If you have fewer than 3 LM Points, your lunar landings will face a penalty on the LM portions of the mission. Each LM step will be penalized 3% per missing LM Point, so if you performed no tests, you would face a 9% penalty; if you performed one Earth-orbital test, you’d be docked 6% on those steps. Direct ascent capsules do not require LM tests; neither do Soyuz Lunar Landings (which use a Kicker-C in place of an LM). In fact you cannot perform LM tests with direct ascent capsules, or with C-Kickers.
by Fritz Bronner
How I Won and Lost the Moon Race
Kennedy’s challenge of landing men on the Moon and returning safely to the Earth is the ultimate goal of winning the space race. It is especially challenging, when starting with a meager budget and…fledgling space program.
As Director or Designer you need to make decisions on short term goals in order to achieve the long terms and only then should lunar missions be attempted. Possible short term goals could be, an orbital satellite or sending a man in space. You must decide whether the risks of skipping milestone steps are worthwhile in order to complete your goals. There are a lot of different directions to choose from, [so] just keep the overall picture in mind.
Success breeds confidence and more support, meaning funding and growth. Failure can only mean setbacks and should be avoided. Loss of life should be avoided at all costs!
Space Hardware and R&D
Determine which types of hardware you are going to develop in your space program. Program and R&D costs must be evaluated carefully. A program’s payload weight should be compared to various rocket program lift capabilities. Compare the safety factors of various programs. Programs that are inexpensive are generally not as reliable. The advantage is a quick way into space. The disadvantage is without numerous dummy tests, a catastrophe isn’t far away. Buying expensive programs too early can trap you into a long R&D phase and your opponent ends up further ahead with more funds and better high-tech hardware.
The trick is to buy only the programs that you currently need in order to complete your current objective. Streamline your short term goals so that some of the hardware you’re using now can be used in the later stages. Even if some hardware is not designed for certain missions, use that hardware for other important tasks. Timing is crucial when determining to purchase new programs. If you purchase expensive high tech programs too early, a depleted budget limits the number of space missions with your inventory.
To the Moon
There are twenty [ed. note: actually, 21] different ways to send ’nauts to the moon. It’s worthwhile to decide early on which of these approaches you prefer. If obstacles arise that are too difficult or could delay a mission or become too costly, be flexible and adapt.
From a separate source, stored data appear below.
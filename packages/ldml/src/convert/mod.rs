//! Conversion between documentation units and LDML documents.
//!
//! - [`to_ldml`]: business model to XML, for publishing
//! - [`from_ldml`]: XML to business model, for re-editing

pub mod from_ldml;
pub mod to_ldml;
pub mod vocabulary;

pub use from_ldml::{detect_category, LdmlToBusinessConverter};
pub use to_ldml::BusinessToLdmlConverter;
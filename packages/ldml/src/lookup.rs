//! Document type resolution against lookup tables.
//!
//! The XML only stores a document type code. Readers resolve the code to a
//! full [`DocumentType`] through a [`DocumentTypeLookup`]; an unresolved
//! code means the field is absent.
//!
//! # Example
//!
//! ```
//! use ris_ldml::lookup::{DocumentTypeLookup, InMemoryDocumentTypeLookup};
//! use ris_ldml::model::{DocumentCategory, DocumentType};
//!
//! let mut lookup = InMemoryDocumentTypeLookup::new();
//! lookup.insert(
//!     DocumentCategory::Verwaltungsvorschrift,
//!     DocumentType::new("VR", "Verwaltungsregelung"),
//! );
//!
//! let resolved = lookup.resolve_document_type("VR", DocumentCategory::Verwaltungsvorschrift);
//! assert_eq!(resolved.map(|t| t.name), Some("Verwaltungsregelung".to_string()));
//! assert!(lookup
//!     .resolve_document_type("VR", DocumentCategory::LiteraturSelbstaendig)
//!     .is_none());
//! ```

use std::collections::HashMap;
use std::path::Path;

use serde::Deserialize;
use tracing::debug;

use crate::error::Result;
use crate::model::{DocumentCategory, DocumentType};

/// Query interface to the document type lookup table.
pub trait DocumentTypeLookup: Send + Sync {
    /// Resolve `code` within `category`, or `None` when unknown.
    fn resolve_document_type(&self, code: &str, category: DocumentCategory) -> Option<DocumentType>;
}

/// One row of a document type table file.
#[derive(Debug, Deserialize)]
struct DocumentTypeRow {
    category: DocumentCategory,
    abbreviation: String,
    name: String,
}

/// Document types held in memory, keyed by category and code.
#[derive(Debug, Clone, Default)]
pub struct InMemoryDocumentTypeLookup {
    types: HashMap<(DocumentCategory, String), DocumentType>,
}

impl InMemoryDocumentTypeLookup {
    pub fn new() -> Self {
        Self::default()
    }

    /// Load a table from JSON: a list of `{category, abbreviation, name}` rows.
    pub fn from_json_str(json: &str) -> Result<Self> {
        let rows: Vec<DocumentTypeRow> = serde_json::from_str(json)?;
        let mut lookup = Self::new();
        for row in rows {
            lookup.insert(row.category, DocumentType::new(row.abbreviation, row.name));
        }
        debug!(count = lookup.len(), "loaded document types");
        Ok(lookup)
    }

    pub fn from_path(path: &Path) -> Result<Self> {
        let json = std::fs::read_to_string(path)?;
        Self::from_json_str(&json)
    }

    /// Add or replace a document type for `category`.
    pub fn insert(&mut self, category: DocumentCategory, document_type: DocumentType) {
        self.types
            .insert((category, document_type.abbreviation.clone()), document_type);
    }

    #[must_use]
    pub fn with(mut self, category: DocumentCategory, document_type: DocumentType) -> Self {
        self.insert(category, document_type);
        self
    }

    #[must_use]
    pub fn len(&self) -> usize {
        self.types.len()
    }

    #[must_use]
    pub fn is_empty(&self) -> bool {
        self.types.is_empty()
    }
}

impl DocumentTypeLookup for InMemoryDocumentTypeLookup {
    fn resolve_document_type(
        &self,
        code: &str,
        category: DocumentCategory,
    ) -> Option<DocumentType> {
        self.types.get(&(category, code.trim().to_string())).cloned()
    }
}

#[cfg(test)]
mod tests {
    use super::*;
    use std::io::Write;

    const TABLE: &str = r#"[
        {"category": "VERWALTUNGSVORSCHRIFT", "abbreviation": "VR", "name": "Verwaltungsregelung"},
        {"category": "LITERATUR_SELBSTAENDIG", "abbreviation": "Bib", "name": "Bibliographie"},
        {"category": "LITERATUR_UNSELBSTAENDIG", "abbreviation": "Ebs", "name": "Entscheidungsbesprechung"}
    ]"#;

    #[test]
    fn test_from_json_str() {
        let lookup = InMemoryDocumentTypeLookup::from_json_str(TABLE).unwrap();
        assert_eq!(lookup.len(), 3);
        assert_eq!(
            lookup.resolve_document_type("Ebs", DocumentCategory::LiteraturUnselbstaendig),
            Some(DocumentType::new("Ebs", "Entscheidungsbesprechung"))
        );
    }

    #[test]
    fn test_resolution_is_per_category() {
        let lookup = InMemoryDocumentTypeLookup::from_json_str(TABLE).unwrap();
        assert!(lookup
            .resolve_document_type("Bib", DocumentCategory::LiteraturUnselbstaendig)
            .is_none());
        assert!(lookup
            .resolve_document_type("unknown", DocumentCategory::Verwaltungsvorschrift)
            .is_none());
    }

    #[test]
    fn test_invalid_json() {
        assert!(InMemoryDocumentTypeLookup::from_json_str("{").is_err());
        assert!(InMemoryDocumentTypeLookup::from_json_str(
            r#"[{"category": "UNKNOWN", "abbreviation": "X", "name": "Y"}]"#
        )
        .is_err());
    }

    #[test]
    fn test_from_path() {
        let mut file = tempfile::NamedTempFile::new().unwrap();
        file.write_all(TABLE.as_bytes()).unwrap();

        let lookup = InMemoryDocumentTypeLookup::from_path(file.path()).unwrap();
        assert!(!lookup.is_empty());
    }
}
Always have contingency plans for short term goals and going to the moon. If one program fails, there are alternative ways of completing the same goal.
Each of the…approaches to the moon can be successful. Depending on your planning mission success and available funding, at certain times some approaches become more advantageous. With proper wits, and a little luck, forging your own path can be just as successful. Immediately jumping into the more advanced manned programs, such as the three-man capsule, mini-shuttle, or the four-man module, will take several years to develop with very little space flight activity in the interim. Balancing these programs with [some successful minor prestige] programs (planetary satellites, EVAs and space duration with smaller capsules) can assist reaching victory. Otherwise your budget can remain static and leave you behind in the race.
Sometimes, you’re going to have some tough choices when it involves cutting safety in order to beat your opponent. Caution is always recommended. Let the other country take the risks. Even if they get ahead early on, it is likely that they will trip-up at some point. If they are remarkably lucky for eight or ten years (this would be rare), only at the very end should you resort to last gap measures. Take big risks on unmanned missions, [which] can garner some prestige points.
Be sure to build up your space endurance and docking skills in Earth orbit before attempting any ambitious lunar missions. With careful planning, docking, LM tests and duration can all [be] achieved within several years. But only on a good foundation of proper R&D and numerous dummy tests.
History is a good example of what to follow. Target the easy prestige milestones first. Try for first satellite or a manned sub-orbital or orbital. Notice how many times the Americans and Soviets performed dummy tests on their programs before launching men into space. It’s not necessary to follow every step through; be creative.
by Fritz Bronner
As designer, I have debated the issue of realism for several years. In this game there are images of rocket explosions, funerals, and other unpleasant events. This footage is real and the flesh and blood of people were involved. It includes not only national heroes, but families and friends who have lost their loved ones. Death is indiscriminate toward nationality as the Americans and Soviets mourned their losses equally. This simulation is meant to be historical. It is not about war, its glorification, or nameless statistics.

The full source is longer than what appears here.